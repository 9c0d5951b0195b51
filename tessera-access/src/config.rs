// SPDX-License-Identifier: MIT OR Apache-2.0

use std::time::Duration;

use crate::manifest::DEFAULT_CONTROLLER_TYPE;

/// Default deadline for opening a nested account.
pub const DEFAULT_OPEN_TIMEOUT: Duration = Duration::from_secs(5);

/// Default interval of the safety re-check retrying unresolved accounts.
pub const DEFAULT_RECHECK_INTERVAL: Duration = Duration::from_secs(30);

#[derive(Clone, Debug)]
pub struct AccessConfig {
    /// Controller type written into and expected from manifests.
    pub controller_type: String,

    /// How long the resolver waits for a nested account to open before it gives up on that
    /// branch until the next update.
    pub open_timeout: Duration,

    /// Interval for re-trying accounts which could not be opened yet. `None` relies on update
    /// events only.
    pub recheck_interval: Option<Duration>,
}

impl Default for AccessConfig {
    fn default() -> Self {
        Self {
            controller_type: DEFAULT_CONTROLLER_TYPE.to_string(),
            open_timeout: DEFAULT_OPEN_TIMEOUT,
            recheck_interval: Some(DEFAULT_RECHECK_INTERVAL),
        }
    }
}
--------------------------------
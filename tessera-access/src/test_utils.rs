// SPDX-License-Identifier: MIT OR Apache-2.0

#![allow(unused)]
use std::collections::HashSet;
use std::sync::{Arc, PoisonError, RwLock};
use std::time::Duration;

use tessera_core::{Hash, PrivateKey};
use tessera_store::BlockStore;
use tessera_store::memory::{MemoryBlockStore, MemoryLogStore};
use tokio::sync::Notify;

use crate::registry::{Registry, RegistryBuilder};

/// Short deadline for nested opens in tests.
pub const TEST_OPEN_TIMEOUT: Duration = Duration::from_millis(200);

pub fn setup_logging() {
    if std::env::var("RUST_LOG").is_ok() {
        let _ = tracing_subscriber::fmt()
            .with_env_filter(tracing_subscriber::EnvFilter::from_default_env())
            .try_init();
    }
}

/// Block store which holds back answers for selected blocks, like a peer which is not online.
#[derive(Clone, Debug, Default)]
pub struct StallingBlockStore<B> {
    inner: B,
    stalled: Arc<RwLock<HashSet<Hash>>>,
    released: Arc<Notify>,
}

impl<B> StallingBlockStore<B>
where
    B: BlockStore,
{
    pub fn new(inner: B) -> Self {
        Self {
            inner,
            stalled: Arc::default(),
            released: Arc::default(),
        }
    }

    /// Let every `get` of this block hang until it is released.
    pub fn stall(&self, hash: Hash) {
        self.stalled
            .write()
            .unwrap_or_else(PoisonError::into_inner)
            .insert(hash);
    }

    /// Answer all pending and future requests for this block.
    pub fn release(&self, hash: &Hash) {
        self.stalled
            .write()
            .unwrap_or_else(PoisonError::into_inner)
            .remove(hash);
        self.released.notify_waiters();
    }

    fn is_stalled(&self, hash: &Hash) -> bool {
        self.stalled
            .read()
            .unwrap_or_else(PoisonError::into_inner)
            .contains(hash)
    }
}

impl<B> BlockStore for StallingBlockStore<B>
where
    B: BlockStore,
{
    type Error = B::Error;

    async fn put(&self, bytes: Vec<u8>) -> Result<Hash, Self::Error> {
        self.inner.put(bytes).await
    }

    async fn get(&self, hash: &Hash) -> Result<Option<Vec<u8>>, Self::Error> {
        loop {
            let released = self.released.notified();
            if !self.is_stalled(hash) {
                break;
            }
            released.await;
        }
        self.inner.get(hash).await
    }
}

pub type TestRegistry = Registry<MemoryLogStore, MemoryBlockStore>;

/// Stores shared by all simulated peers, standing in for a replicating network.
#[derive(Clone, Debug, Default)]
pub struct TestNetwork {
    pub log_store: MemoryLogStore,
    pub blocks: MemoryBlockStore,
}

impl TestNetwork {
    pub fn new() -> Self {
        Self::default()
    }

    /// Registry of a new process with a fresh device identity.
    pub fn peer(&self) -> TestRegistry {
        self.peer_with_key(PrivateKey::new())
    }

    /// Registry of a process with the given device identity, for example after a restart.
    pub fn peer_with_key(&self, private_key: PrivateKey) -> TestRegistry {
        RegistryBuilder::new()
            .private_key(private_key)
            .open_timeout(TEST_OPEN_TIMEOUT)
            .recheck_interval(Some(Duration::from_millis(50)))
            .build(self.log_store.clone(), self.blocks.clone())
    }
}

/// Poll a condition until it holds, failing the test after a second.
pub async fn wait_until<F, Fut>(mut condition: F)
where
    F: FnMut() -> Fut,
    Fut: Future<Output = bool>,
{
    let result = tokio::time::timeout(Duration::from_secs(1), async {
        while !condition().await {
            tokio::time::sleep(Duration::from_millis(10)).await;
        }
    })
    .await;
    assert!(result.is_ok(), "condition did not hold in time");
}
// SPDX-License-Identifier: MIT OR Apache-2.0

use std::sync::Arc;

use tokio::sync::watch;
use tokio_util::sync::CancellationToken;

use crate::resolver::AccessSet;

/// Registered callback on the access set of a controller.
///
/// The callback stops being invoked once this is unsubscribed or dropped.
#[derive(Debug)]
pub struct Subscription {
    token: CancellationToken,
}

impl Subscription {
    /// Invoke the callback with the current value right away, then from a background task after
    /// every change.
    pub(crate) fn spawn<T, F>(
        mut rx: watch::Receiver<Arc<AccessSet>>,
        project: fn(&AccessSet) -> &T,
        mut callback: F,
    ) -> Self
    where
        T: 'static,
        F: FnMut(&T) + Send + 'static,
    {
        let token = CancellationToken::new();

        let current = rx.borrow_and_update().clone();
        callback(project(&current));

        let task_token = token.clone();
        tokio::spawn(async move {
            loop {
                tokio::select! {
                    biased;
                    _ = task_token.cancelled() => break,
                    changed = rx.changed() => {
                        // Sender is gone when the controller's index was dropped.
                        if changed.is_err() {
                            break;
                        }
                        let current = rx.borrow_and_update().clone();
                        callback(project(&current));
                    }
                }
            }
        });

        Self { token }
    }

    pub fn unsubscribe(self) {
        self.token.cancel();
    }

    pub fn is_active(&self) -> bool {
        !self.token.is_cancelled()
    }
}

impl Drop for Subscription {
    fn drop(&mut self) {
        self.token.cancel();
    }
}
--------------------------------
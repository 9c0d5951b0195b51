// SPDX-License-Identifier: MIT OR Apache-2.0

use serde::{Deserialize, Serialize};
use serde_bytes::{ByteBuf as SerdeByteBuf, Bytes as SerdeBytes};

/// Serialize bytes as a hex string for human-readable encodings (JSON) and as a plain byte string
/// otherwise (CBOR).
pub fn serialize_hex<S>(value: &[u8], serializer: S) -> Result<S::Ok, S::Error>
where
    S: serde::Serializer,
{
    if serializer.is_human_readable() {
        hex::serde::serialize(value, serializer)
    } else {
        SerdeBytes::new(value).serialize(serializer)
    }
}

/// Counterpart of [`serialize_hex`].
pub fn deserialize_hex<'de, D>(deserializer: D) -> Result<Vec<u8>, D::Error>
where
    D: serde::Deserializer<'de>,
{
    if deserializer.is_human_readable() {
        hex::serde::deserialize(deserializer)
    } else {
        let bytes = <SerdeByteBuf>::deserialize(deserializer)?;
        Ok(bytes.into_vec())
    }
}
--------------------------------
> WHAT IS NEEDED: Output only an exact transcription of the lines above from the one with "use tokio::sync::watch;" up to and including the one with "#[derive(Debug)]".

> ANSWER TO THE PROBLEM:
use tokio::sync::watch;
use tokio_util::sync::CancellationToken;

use crate::resolver::AccessSet;

/// Registered callback on the access set of a controller.
///
/// The callback stops being invoked once this is unsubscribed or dropped.
#[derive(Debug)]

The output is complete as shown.